*What this task involves*. From the records below, output exactly the lines running from the line containing "pub struct Endpoint" through the line containing "the named container.", and no others.

*Records shown*.
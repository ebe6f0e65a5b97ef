//! Proxy endpoint addresses for each console kind.

use std::fmt;

use vmconsole_common::SessionKind;

/// Fully resolved transport address. The access token travels in the query
/// string, so `Debug` and [`Endpoint::redacted`] strip it.
#[derive(Clone, PartialEq, Eq)]
pub struct Endpoint {
    url: String,
    path: String,
    kind: SessionKind,
}

impl Endpoint {
    /// VNC display relay for a VM listening on `port`.
    pub fn display(base: &str, port: u16, token: &str) -> Self {
        Self::build(base, format!("/vnc-proxy/{port}"), token, SessionKind::Graphical)
    }

    /// Shell inside the named container.
    pub fn container_shell(base: &str, name: &str, token: &str) -> Self {
        let path = format!("/lxc-console/{}", urlencoding::encode(name));
        Self::build(base, path, token, SessionKind::Text)
    }

    /// Shell on the host itself.
    pub fn host_shell(base: &str, token: &str) -> Self {
        Self::build(base, "/host-console".to_string(), token, SessionKind::Text)
    }

    fn build(base: &str, path: String, token: &str, kind: SessionKind) -> Self {
        let base = base.trim_end_matches('/');
        let url = if token.is_empty() {
            format!("{base}{path}")
        } else {
            format!("{base}{path}?token={}", urlencoding::encode(token))
        };
        Self {
            url,
            path: format!("{base}{path}"),
            kind,
        }
    }

    pub fn url(&self) -> &str {
        &self.url
    }

    /// The address without credentials, safe for logs.
    pub fn redacted(&self) -> &str {
        &self.path
    }

    pub fn kind(&self) -> SessionKind {
        self.kind
    }
}

impl fmt::Debug for Endpoint {
    fn fmt(&self, f: &mut fmt::Formatter<'_>) -> fmt::Result {
        f.debug_struct("Endpoint")
            .field("url", &self.redacted())
            .field("kind", &self.kind)
            .finish()
    }
}

impl fmt::Display for Endpoint {
    fn fmt(&self, f: &mut fmt::Formatter<'_>) -> fmt::Result {
        f.write_str(self.redacted())
    }
}

#[cfg(test)]
mod tests {
    use super::*;

    #[test]
    fn display_endpoint() {
        let ep = Endpoint::display("ws://127.0.0.1:5000/", 5901, "s3cret");
        assert_eq!(ep.url(), "ws://127.0.0.1:5000/vnc-proxy/5901?token=s3cret");
        assert_eq!(ep.redacted(), "ws://127.0.0.1:5000/vnc-proxy/5901");
        assert_eq!(ep.kind(), SessionKind::Graphical);
    }

    #[test]
    fn container_name_and_token_are_encoded() {
        let ep = Endpoint::container_shell("wss://hv.lan", "web 1", "a+b/c");
        assert_eq!(ep.url(), "wss://hv.lan/lxc-console/web%201?token=a%2Bb%2Fc");
        assert_eq!(ep.kind(), SessionKind::Text);
    }

    #[test]
    fn empty_token_has_no_query() {
        let ep = Endpoint::host_shell("ws://127.0.0.1:5000", "");
        assert_eq!(ep.url(), "ws://127.0.0.1:5000/host-console");
    }

    #[test]
    fn debug_hides_token() {
        let ep = Endpoint::host_shell("ws://127.0.0.1:5000", "s3cret");
        let debug = format!("{ep:?}");
        assert!(!debug.contains("s3cret"));
        assert!(!ep.to_string().contains("s3cret"));
    }
}
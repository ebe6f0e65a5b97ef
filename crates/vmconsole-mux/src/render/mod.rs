//! Renderer seam.
//!
//! A renderer turns a session's inbound payloads into something visible: a
//! pixel surface for graphical sessions, a character grid for text ones.
//! Renderers read session state; they never change it. The only way back
//! is a [`RenderOutput`] asking the session to send something.

mod recording;

use vmconsole_common::{ConsoleError, LifecycleState, SessionId, SessionKind};

pub use recording::{RecordingFactory, RecordingRenderer, Transcript, TranscriptData};

/// What the renderer wants done after consuming a payload.
#[derive(Debug, Clone, PartialEq, Eq)]
pub enum RenderOutput {
    Idle,
    /// Protocol reply to send back on the transport.
    Reply(Vec<u8>),
    /// The remote protocol asked for the display password.
    NeedsCredentials,
}

pub trait Renderer: Send {
    /// Consume one inbound payload. Called in receipt order.
    fn render(&mut self, payload: &[u8]) -> RenderOutput;

    /// Lifecycle change of the owning session.
    fn show_state(&mut self, state: LifecycleState, error: Option<&ConsoleError>);

    /// Informational line inside the console output (text sessions).
    fn write_banner(&mut self, _line: &str) {}

    /// Answer a credential prompt. Returns the bytes to send, if any.
    fn supply_credentials(&mut self, _credential: &str) -> Vec<u8> {
        Vec::new()
    }
}

/// Builds a renderer for each new session.
pub trait RendererFactory: Send + Sync {
    fn create(&self, session: &SessionId, kind: SessionKind, target: &str) -> Box<dyn Renderer>;
}
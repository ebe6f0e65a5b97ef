//! Console sessions and their lifecycle.

mod state;
mod types;

pub use state::SessionState;
pub use types::{ConsoleSession, OpenRequest, HOST_TARGET};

*Written solution*.
pub struct Endpoint {
    url: String,
    path: String,
    kind: SessionKind,
}

impl Endpoint {
    /// VNC display relay for a VM listening on `port`.
    pub fn display(base: &str, port: u16, token: &str) -> Self {
        Self::build(base, format!("/vnc-proxy/{port}"), token, SessionKind::Graphical)
    }

    /// Shell inside the named container.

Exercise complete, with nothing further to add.